Autism spectrum disorders

Autism spectrum disorders (ASD) are a broad range of neurodevelopmental disorders, ranging in severity between individuals. It is defined by two core symptoms, impaired social communication and reciprocal interaction, and the presence of repetitive behaviors and restricted interests. Due to heterogeneity in ASD, treatments are currently focus on the associated symptoms of ASD, specifically irritability and aggression through either risperidone or aripiprazole, both originally prescribed as antipsychotics [1]. However, elucidation of biological pathways underlying ASD is required before new therapies can be developed. In this review, we explore emerging technical advances in proteomics that provide new tools to gain insight into novel and clinically relevant ASD signaling networks, which can be applied to models, such as patient-specific induced pluripotent stem cells (iPSCs).

Current research approaches in ASD

Large-scale genome sequencing studies have identified numerous ASD risk genes (reviewed by Iakoucheva et al. [2]), which have for the most part, been studied using animal and human models [3] (Fig. 1). Many major cellular pathways have been associated with ASD pathophysiology, including growth and activity, synaptic transmission, excitatory/inhibitory balance, plasticity, protein synthesis, and neuron-glia signaling (reviewed by Chen et al. [3]), and metabolic signaling and mitochondrial function (reviewed in [4]; however, studying individual genes/pathways is a time-consuming and a costly process. In addition, human imaging or post-mortem studies have pinpointed neuroanatomical and brain connectivity differences. For example, structural magnetic resonance imaging (MRI) and diffusion tensor imaging (DTI) revealed decreased connectivity in the corpus callosum, structural shifts and increased activity in the frontal lobe, and altered connectivity across cortical regions and within the limbic system involved in memory and emotions (reviewed in [3, 5]).
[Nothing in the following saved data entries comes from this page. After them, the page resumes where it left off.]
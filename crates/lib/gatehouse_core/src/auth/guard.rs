//! Bearer-token authentication and role/ownership policy.
//!
//! Only the token codec is consulted, never a store.

use std::sync::Arc;

use chrono::{DateTime, Utc};

use super::AuthError;
use super::codec::TokenCodec;
use crate::models::auth::TokenClaims;
use crate::models::role::ADMIN_ROLE;
use crate::models::user::UserId;

/// Message returned when no usable credentials were presented.
pub const NOT_AUTHENTICATED: &str = "Not authenticated";

#[derive(Debug, Clone)]
pub struct AuthorizationGuard {
    codec: Arc<TokenCodec>,
}

impl AuthorizationGuard {
    pub fn new(codec: Arc<TokenCodec>) -> Self {
        Self { codec }
    }

    /// Verify an `Authorization: Bearer <token>` header value at `now`.
    pub fn authenticate(
        &self,
        header: Option<&str>,
        now: DateTime<Utc>,
    ) -> Result<TokenClaims, AuthError> {
        let token = header
            .and_then(|h| h.strip_prefix("Bearer "))
            .map(str::trim)
            .filter(|t| !t.is_empty())
            .ok_or_else(|| AuthError::Unauthenticated(NOT_AUTHENTICATED.into()))?;

        self.codec.verify_access(token, now).map_err(|e| match e {
            AuthError::TokenExpired => AuthError::Unauthenticated("Token expired".into()),
            AuthError::TokenInvalid => AuthError::Unauthenticated("Invalid token".into()),
            other => other,
        })
    }

    pub fn require_role(claims: &TokenClaims, role: &str) -> Result<(), AuthError> {
        if claims.has_role(role) {
            Ok(())
        } else {
            Err(AuthError::Forbidden)
        }
    }

    /// Ownership rule for per-user resources: admins, or the user themself.
    pub fn require_self_or_admin(claims: &TokenClaims, target: UserId) -> Result<(), AuthError> {
        if claims.has_role(ADMIN_ROLE) || claims.sub == target {
            Ok(())
        } else {
            Err(AuthError::Forbidden)
        }
    }
}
A recent study showed an increase in the metabolic rates of neurons crossing the corpus callosum in individuals with ASD and SCZ [6]. Post-mortem imaging studies have identified phenotypes including, atypical cortical column development, altered neuronal density in cortical layers II/III and V, and increased inflammation and glial activity (reviewed in [3, 5]). These studies reveal aberrant connectivity between regions of the brain, especially in the cortex and cerebellum, which are highly associated with ASD.

Fig. 1
figure1

Current research in ASD. Current ASD research focuses on genetic sequencing studies to identify ASD risk genes, based on the enrichment of single nucleotide or copy number variations. Following identification, post-mortem brains from individuals with ASD are used for analysis of the proteome or transcriptome, and single genes are studied using animal models. Animal models are studied in vivo and in vitro for changes in neuron morphology and activity as well as in the transcriptome and proteome. Post-mortem brains are limited in availability and do not provide insight into the early developmental time points directly, while animal models only study one gene at a time, resulting in the low throughput elucidation of disease-relevant mechanisms for only a minority of ASD-risk genes

Studies of the transcriptome have been key for identifying disrupted networks [7, 8] (reviewed by Quesnel-Vallieres et al. [9]), but a caveat of these studies is the discordance between mRNA levels and protein levels [10]. Although steady-state mRNA does correlate with protein, and both can be used to distinguish cell and tissue types [11, 12], it does not directly match protein expression levels [13, 14]. Perturbations to the cell can drastically shift the correlation between mRNA and protein due to delayed mRNA translation, differential sub-cellular localization of mRNA, and post-translational modifications (Fig. 2). Very few studies in the ASD field have analyzed the proteome and therefore the actual changes in protein levels are not fully understood. Furthermore, post-translation modifications (PTMs) can greatly affect protein activation, binding affinity, and folding and turnover rates [15, 16] (Fig. 2). Transcriptome research remains an important part of ASD investigations; however, the proteome is still greatly unmapped and has the potential to drastically advance our understanding of neurological disorders.

Fig. 2
figure2

Identification of molecular networks using the transcriptome and proteome. Investigation into the transcriptome and proteome in both human and animal models have resulted in biological networks based on RNA and protein. Differences between the transcriptome and proteome due to delayed translation, post-translational modificaton, and sub-cellular localization could lead to discordance between these two sets of networks

Altered biological processes in autism spectrum disorders

ASD-associated genes can also be categorized into many major gene networks including cytoskeleton, channels, post-synaptic density, chromatin, and intra-cellular signaling [17, 18]. A recent study shows that ASD-associated genes can be grouped into two broad and distinct categories, gene regulation and neuronal communication [19]. Multiple biological processes have been associated with ASD through studying genetic animal models [3]. Most studies use large annotated databases, such as Gene Ontology, KEGG, or REACTOME, to identify the biological processes enriched by ASD risk genes. These networks are generally based on meta-databases that rely on known pathways and interactions. However, they rely majorly on RNA co-expression datasets that do not reflect the changes at the protein level, or on interactions identified in non-neuronal or non-mammalian models. This is further the case with RNA sequencing and single-cell RNA sequencing, where many pathways are identified through the transcriptome. Mass spectrometry is a versatile technique that allows the study of the entire proteome and to date has only been used minimally to study ASD. Thus, we will focus on different approaches that use mass spectrometry to study changes in the proteome.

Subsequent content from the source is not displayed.